— ACTIVITY —
Filter the data below, keeping only lines that contain "true".

— SOURCE MATERIAL —
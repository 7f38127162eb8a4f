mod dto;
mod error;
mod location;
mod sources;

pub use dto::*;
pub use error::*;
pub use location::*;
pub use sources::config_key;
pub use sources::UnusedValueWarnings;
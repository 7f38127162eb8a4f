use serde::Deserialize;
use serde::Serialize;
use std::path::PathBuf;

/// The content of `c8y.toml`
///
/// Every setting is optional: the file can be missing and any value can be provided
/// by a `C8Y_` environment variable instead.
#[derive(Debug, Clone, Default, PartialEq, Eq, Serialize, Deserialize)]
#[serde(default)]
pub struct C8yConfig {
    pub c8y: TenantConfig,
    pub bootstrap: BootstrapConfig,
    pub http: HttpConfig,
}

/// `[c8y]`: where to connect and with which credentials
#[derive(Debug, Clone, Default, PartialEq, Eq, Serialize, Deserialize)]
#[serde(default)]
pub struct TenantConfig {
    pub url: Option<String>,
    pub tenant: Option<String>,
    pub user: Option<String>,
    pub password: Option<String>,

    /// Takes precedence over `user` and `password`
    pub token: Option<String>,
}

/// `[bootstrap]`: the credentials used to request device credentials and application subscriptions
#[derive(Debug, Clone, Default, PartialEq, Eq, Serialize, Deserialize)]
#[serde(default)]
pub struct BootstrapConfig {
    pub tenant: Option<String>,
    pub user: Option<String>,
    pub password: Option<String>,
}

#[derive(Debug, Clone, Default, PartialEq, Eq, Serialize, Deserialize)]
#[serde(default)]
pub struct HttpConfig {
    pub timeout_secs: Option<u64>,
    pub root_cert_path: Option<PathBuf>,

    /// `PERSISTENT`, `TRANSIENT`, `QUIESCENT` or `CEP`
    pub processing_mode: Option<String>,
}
* * *
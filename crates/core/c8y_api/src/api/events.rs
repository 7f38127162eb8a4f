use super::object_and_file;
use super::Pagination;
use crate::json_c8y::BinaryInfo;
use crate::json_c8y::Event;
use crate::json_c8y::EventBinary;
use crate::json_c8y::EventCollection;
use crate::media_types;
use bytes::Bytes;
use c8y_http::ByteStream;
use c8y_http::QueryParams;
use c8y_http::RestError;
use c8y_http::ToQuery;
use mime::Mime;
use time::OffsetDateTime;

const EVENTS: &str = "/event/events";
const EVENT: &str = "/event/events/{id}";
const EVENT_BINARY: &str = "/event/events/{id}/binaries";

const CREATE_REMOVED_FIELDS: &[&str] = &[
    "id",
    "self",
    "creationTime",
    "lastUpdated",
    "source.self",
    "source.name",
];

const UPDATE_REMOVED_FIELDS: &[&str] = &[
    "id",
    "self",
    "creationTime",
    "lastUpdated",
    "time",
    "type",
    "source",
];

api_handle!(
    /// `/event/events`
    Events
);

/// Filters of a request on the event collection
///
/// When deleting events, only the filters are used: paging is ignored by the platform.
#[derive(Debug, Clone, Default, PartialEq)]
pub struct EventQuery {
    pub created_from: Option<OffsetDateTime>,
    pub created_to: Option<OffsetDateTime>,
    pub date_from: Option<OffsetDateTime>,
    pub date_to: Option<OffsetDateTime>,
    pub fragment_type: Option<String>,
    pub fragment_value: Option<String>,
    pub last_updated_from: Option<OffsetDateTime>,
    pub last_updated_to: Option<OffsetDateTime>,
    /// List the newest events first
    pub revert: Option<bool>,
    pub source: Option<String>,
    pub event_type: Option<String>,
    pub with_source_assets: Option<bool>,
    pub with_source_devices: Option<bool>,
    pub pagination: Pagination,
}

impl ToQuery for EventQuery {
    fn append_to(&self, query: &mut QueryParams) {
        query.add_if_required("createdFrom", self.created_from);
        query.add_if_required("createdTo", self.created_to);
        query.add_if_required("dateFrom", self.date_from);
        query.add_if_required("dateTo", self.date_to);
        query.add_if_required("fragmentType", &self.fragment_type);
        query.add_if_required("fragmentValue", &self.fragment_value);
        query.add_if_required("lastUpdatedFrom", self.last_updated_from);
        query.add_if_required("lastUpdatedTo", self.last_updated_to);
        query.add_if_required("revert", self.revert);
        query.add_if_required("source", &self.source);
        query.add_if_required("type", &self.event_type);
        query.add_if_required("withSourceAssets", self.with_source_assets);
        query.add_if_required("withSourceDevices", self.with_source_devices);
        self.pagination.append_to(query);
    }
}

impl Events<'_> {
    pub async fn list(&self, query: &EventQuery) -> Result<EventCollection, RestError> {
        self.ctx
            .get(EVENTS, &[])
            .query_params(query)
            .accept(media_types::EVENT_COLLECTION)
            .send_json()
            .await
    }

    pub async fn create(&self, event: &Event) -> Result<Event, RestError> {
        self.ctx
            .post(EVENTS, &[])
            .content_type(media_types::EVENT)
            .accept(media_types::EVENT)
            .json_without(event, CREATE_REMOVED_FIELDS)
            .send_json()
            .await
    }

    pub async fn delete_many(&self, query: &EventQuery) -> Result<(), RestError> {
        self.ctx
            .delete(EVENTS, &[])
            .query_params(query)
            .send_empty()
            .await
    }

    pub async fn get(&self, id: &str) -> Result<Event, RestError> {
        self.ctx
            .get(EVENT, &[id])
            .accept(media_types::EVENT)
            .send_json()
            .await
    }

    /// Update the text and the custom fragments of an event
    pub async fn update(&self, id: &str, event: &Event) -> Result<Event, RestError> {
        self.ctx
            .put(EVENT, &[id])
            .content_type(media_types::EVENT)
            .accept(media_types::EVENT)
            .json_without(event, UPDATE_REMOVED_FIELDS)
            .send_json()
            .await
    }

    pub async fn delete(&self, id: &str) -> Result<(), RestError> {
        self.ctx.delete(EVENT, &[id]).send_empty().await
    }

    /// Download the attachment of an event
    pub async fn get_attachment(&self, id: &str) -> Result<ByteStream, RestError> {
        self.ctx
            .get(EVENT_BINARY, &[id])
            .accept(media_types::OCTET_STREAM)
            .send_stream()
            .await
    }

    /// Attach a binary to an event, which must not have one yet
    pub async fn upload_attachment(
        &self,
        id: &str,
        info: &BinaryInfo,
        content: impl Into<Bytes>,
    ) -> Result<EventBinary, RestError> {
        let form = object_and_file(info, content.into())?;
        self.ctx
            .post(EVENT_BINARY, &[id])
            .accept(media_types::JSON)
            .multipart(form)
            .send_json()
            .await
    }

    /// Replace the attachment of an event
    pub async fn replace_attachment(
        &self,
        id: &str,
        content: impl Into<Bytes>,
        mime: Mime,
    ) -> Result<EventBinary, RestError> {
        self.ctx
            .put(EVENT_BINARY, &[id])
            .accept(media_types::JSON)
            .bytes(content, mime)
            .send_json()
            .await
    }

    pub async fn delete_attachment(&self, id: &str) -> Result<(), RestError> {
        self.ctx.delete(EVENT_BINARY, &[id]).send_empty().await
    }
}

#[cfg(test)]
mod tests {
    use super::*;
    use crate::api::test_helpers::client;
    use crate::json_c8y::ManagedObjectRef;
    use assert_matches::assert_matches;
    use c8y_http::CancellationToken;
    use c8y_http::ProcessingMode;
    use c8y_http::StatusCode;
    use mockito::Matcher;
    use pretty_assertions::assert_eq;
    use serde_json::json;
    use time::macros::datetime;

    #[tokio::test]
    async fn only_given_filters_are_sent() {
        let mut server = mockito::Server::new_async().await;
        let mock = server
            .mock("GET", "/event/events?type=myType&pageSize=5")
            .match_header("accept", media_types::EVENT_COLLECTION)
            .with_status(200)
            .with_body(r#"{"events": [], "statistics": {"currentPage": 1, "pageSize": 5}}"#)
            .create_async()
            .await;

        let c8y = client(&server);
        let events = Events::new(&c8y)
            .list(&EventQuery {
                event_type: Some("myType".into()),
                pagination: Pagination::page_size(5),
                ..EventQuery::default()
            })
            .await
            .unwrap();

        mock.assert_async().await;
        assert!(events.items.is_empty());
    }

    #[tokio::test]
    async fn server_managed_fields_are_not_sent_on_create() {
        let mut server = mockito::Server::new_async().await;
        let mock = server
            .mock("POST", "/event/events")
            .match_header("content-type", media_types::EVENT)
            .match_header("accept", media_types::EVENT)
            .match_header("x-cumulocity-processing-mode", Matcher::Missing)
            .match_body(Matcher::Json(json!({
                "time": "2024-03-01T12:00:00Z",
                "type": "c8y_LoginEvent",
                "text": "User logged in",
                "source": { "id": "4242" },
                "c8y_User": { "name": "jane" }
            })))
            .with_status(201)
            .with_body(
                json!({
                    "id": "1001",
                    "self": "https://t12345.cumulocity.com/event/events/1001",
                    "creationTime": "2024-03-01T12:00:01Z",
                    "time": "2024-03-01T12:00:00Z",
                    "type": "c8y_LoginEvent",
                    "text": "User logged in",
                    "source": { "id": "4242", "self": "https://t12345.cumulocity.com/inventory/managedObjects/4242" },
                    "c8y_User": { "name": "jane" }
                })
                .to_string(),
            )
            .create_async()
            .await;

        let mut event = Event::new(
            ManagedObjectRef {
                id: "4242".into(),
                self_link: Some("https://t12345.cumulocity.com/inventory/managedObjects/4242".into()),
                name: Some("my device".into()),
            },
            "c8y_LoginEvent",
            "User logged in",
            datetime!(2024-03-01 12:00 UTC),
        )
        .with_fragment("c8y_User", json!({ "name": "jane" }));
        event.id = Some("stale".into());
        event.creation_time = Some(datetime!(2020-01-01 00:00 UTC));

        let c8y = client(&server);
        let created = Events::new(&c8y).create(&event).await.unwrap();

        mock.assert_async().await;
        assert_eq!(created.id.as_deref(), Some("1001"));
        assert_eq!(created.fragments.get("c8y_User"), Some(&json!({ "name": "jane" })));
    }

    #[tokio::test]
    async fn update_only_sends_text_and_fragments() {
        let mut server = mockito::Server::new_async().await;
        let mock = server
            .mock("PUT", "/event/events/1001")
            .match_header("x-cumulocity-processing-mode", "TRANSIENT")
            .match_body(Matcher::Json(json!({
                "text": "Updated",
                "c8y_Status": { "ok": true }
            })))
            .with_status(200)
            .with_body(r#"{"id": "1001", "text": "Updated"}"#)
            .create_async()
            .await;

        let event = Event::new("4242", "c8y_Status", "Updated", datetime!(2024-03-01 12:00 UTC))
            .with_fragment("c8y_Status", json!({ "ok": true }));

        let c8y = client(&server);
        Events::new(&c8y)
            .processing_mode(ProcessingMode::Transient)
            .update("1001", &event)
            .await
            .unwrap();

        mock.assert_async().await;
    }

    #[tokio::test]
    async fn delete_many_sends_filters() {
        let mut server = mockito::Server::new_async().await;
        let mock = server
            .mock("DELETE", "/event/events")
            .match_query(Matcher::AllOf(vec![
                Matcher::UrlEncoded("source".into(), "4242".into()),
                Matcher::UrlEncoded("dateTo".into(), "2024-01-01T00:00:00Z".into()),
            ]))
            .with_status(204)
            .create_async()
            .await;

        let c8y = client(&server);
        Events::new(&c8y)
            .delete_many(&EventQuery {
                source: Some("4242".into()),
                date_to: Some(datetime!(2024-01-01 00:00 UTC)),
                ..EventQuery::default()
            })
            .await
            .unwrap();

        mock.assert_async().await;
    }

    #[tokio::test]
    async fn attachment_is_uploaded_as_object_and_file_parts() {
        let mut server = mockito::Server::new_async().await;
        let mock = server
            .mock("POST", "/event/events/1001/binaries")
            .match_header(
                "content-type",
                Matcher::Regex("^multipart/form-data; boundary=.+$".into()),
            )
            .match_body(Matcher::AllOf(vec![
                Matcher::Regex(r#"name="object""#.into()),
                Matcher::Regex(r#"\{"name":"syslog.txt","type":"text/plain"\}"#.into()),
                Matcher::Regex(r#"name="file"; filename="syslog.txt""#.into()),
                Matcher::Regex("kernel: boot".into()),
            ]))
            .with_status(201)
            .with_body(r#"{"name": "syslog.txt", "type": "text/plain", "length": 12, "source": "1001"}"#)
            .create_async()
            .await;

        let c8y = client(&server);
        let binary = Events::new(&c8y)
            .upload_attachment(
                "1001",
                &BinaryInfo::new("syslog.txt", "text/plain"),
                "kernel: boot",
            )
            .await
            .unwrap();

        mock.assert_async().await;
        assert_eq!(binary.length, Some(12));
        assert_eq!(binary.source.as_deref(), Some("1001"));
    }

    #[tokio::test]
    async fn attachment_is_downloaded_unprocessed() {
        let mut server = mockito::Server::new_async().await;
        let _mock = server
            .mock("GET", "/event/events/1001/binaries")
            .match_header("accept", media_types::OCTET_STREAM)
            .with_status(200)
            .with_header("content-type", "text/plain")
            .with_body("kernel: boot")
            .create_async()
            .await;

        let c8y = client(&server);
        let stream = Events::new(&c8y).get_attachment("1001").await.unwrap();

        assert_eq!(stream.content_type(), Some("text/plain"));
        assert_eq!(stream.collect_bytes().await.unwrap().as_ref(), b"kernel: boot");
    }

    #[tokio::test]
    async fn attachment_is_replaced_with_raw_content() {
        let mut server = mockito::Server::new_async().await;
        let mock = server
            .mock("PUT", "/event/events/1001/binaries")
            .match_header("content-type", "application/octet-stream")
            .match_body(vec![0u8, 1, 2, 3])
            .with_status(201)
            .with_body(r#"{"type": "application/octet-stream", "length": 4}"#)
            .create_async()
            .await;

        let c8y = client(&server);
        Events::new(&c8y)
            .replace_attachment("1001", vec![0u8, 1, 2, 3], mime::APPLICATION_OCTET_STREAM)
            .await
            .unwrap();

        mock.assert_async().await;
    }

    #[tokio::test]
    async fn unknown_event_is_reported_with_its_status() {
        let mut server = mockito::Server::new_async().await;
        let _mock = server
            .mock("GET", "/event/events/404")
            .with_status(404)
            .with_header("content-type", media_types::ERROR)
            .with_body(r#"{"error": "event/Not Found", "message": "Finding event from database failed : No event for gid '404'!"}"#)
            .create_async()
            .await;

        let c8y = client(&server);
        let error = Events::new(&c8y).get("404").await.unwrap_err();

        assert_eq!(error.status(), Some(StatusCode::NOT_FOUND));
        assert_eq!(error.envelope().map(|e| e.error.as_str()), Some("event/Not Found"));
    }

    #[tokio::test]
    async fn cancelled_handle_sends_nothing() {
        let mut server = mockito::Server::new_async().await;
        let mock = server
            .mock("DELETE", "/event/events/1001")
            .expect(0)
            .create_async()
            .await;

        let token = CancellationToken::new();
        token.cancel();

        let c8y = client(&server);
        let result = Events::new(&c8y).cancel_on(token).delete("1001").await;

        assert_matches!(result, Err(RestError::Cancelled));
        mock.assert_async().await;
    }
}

— ANSWER AREA —
                "c8y_Status": { "ok": true }
            .with_fragment("c8y_Status", json!({ "ok": true }));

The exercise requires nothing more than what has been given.